Afin de ne pas reproduire les travers de l’approche positionnelle des élites (ie on sait qu’elles occupent des positions de pouvoir mais on ne sait pas si elles en jouent ni comment), l’approche programmatique propose de réduire l’échantillon élitaire, avec celles qui sont réputées avoir eu une influence avérée sur l’orientation de la réforme des politiques. A cette fin, nous avons testé sur la base d’interviews exploratoires la pertinence des positions élitaires retenue et le pouvoir d’influence de celles qui les occupent. Les entretiens ont été réalisés avec des ‘key informants’ choisit dans le secteur public et le privé en raison de leur réputation présumée.

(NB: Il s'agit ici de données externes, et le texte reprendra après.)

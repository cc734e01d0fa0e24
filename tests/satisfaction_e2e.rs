use fuzzy_satisfaction::{
    customer_satisfaction_system, Defuzzification, EngineConfig, EvaluationError,
    SatisfactionModel, Simulation, CUSTOMER_SATISFACTION, FOOD_QUALITY, SERVICE_SPEED,
};
use std::sync::Arc;

fn model() -> SatisfactionModel {
    SatisfactionModel::new().unwrap()
}

fn score(speed: f64, quality: f64) -> f64 {
    model().score(speed, quality).unwrap()
}

#[test]
fn fast_and_excellent_lands_in_high_region() {
    let out = score(10.0, 10.0);
    assert!((8.3..=8.5).contains(&out), "got {out}");
}

#[test]
fn slow_and_bad_lands_in_low_region() {
    let out = score(0.0, 0.0);
    assert!((1.5..=1.7).contains(&out), "got {out}");
}

#[test]
fn normal_and_good_lands_at_medium_center() {
    let out = score(5.0, 5.0);
    assert!((out - 5.0).abs() < 1e-9, "got {out}");
}

#[test]
fn slow_but_excellent_is_medium() {
    let out = score(0.0, 10.0);
    assert!((4.0..=6.0).contains(&out), "got {out}");
}

#[test]
fn speed_improves_score_at_excellent_quality() {
    assert!(score(10.0, 10.0) >= score(0.0, 10.0));
}

#[test]
fn rule_table_is_not_symmetric() {
    // slow + good -> medium, but normal + bad -> low.
    let m = model();
    let slow_good = m.score(0.0, 5.0).unwrap();
    let normal_bad = m.score(5.0, 0.0).unwrap();
    assert!((slow_good - 5.0).abs() < 1e-9, "got {slow_good}");
    assert!((normal_bad - 5.0 / 3.0).abs() < 1e-9, "got {normal_bad}");
}

#[test]
fn fast_but_bad_is_medium() {
    let out = score(10.0, 0.0);
    assert!((out - 5.0).abs() < 1e-9, "got {out}");
}

#[test]
fn every_grid_point_is_bounded() {
    let m = model();
    for s in 0..=20 {
        for q in 0..=20 {
            let (speed, quality) = (f64::from(s) * 0.5, f64::from(q) * 0.5);
            let out = m.score(speed, quality).unwrap();
            assert!(
                (0.0..=10.0).contains(&out),
                "({speed}, {quality}) -> {out}"
            );
        }
    }
}

#[test]
fn compute_is_idempotent() {
    let system = Arc::new(customer_satisfaction_system(1.0, Defuzzification::Centroid).unwrap());
    let mut sim = Simulation::new(system);
    sim.set_input(SERVICE_SPEED, 6.3).unwrap();
    sim.set_input(FOOD_QUALITY, 2.7).unwrap();
    let first = sim.compute().unwrap();
    let second = sim.compute().unwrap();
    assert_eq!(first.to_bits(), second.to_bits());
    assert_eq!(sim.get_output(CUSTOMER_SATISFACTION).unwrap(), second);
}

#[test]
fn upper_boundary_does_not_fail() {
    let m = model();
    assert!(m.score(10.0, 5.0).is_ok());
    assert!(m.score(5.0, 10.0).is_ok());
    assert!(m.score(0.0, 0.0).is_ok());
}

#[test]
fn out_of_universe_inputs_signal_no_rule_fired() {
    let err = model().score(-3.0, 5.0).unwrap_err();
    assert_eq!(
        err,
        EvaluationError::NoRuleFired {
            variable: CUSTOMER_SATISFACTION.to_string()
        }
    );
    assert!(matches!(
        model().score(5.0, 12.0),
        Err(EvaluationError::NoRuleFired { .. })
    ));
}

#[test]
fn finer_step_keeps_reference_centroids() {
    let fine = SatisfactionModel::from_config(&EngineConfig {
        universe_step: 0.1,
        ..EngineConfig::default()
    })
    .unwrap();
    let high = fine.score(10.0, 10.0).unwrap();
    assert!((high - 25.0 / 3.0).abs() < 1e-6, "got {high}");
    let low = fine.score(0.0, 0.0).unwrap();
    assert!((low - 5.0 / 3.0).abs() < 1e-6, "got {low}");
}

#[test]
fn weighted_mean_follows_sample_formula() {
    let m = SatisfactionModel::from_config(&EngineConfig {
        defuzzification: Defuzzification::WeightedMean,
        ..EngineConfig::default()
    })
    .unwrap();
    // high = (5, 10, 10) sampled at 5..=10: sum(x*mu) = 26, sum(mu) = 3.
    let out = m.score(10.0, 10.0).unwrap();
    assert!((out - 26.0 / 3.0).abs() < 1e-9, "got {out}");
}

#[test]
fn partial_activation_is_blended() {
    // speed 3.5: slow 0.3, normal 0.5; quality 3.5: bad 0.3, good 0.5.
    // Only normal+good reaches 0.5 (medium); the low rules stop at 0.3.
    let eval = model()
        .evaluate(fuzzy_satisfaction::SatisfactionInputs {
            service_speed: 3.5,
            food_quality: 3.5,
        })
        .unwrap();
    assert!((eval.term_activation()["low"] - 0.3).abs() < 1e-12);
    assert!((eval.term_activation()["medium"] - 0.5).abs() < 1e-12);
    assert_eq!(eval.term_activation()["high"], 0.0);
    assert!(eval.output() > 2.0 && eval.output() < 5.0);
}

Cette première série in-depth interviews avec des élites choisies selon un critère de réputation, et ne faisant pas forcément partie de notre échantillon initial, a permis tout d’abord de tester notre grille d’entretien (voir infra). Par ailleurs, la mobilisation de ‘l’effet boule de neige’ consistant à demander à ces personnes de nous désigner d’autres personnes importantes à leurs yeux, a permis d’établir progressivement une liste complémentaire d’élites considérées subjectivement par leur pairs comme influentes sur les réformes sectorielles étudiées. Ainsi la déclinaison de la dimension qualitative de l’approche programmatique permet d’intégrer dans la population d’élites sectorielles des acteurs qui pouvait ne pas faire partie de notre échantillon réduit de ‘long timers’ (ceux restés plus de 6 ans dans les positions de pouvoir).
Ces interviews semi-directifs ont été réalisées à partir d’une grille commune aux chercheurs de l’équipe. Elle comprenait trois blocs de questions : (i) le social background, (ii) le degré d’implication dans le processus de décision sur les politiques publiques, (iii) les modèles de réformes sur lesquels ils se sont mobilisés (idées et instruments défendus). L’objectif était d’avoir des données sur leurs trajectoires personnelles et professionnelles complétant les fiches sociobiographiques réalisées et d’être en mesure de reconstruire les dimensions et/ou options de réformes autour desquelles, ces élites se sont mobilisées. La prise en compte de l’historicité des parcours professionnels permet alors de montrer comment ces élites peuvent changer ou adapter leur vision du devenir de certaines réformes en fonction des représentations collectives qui s’imposent.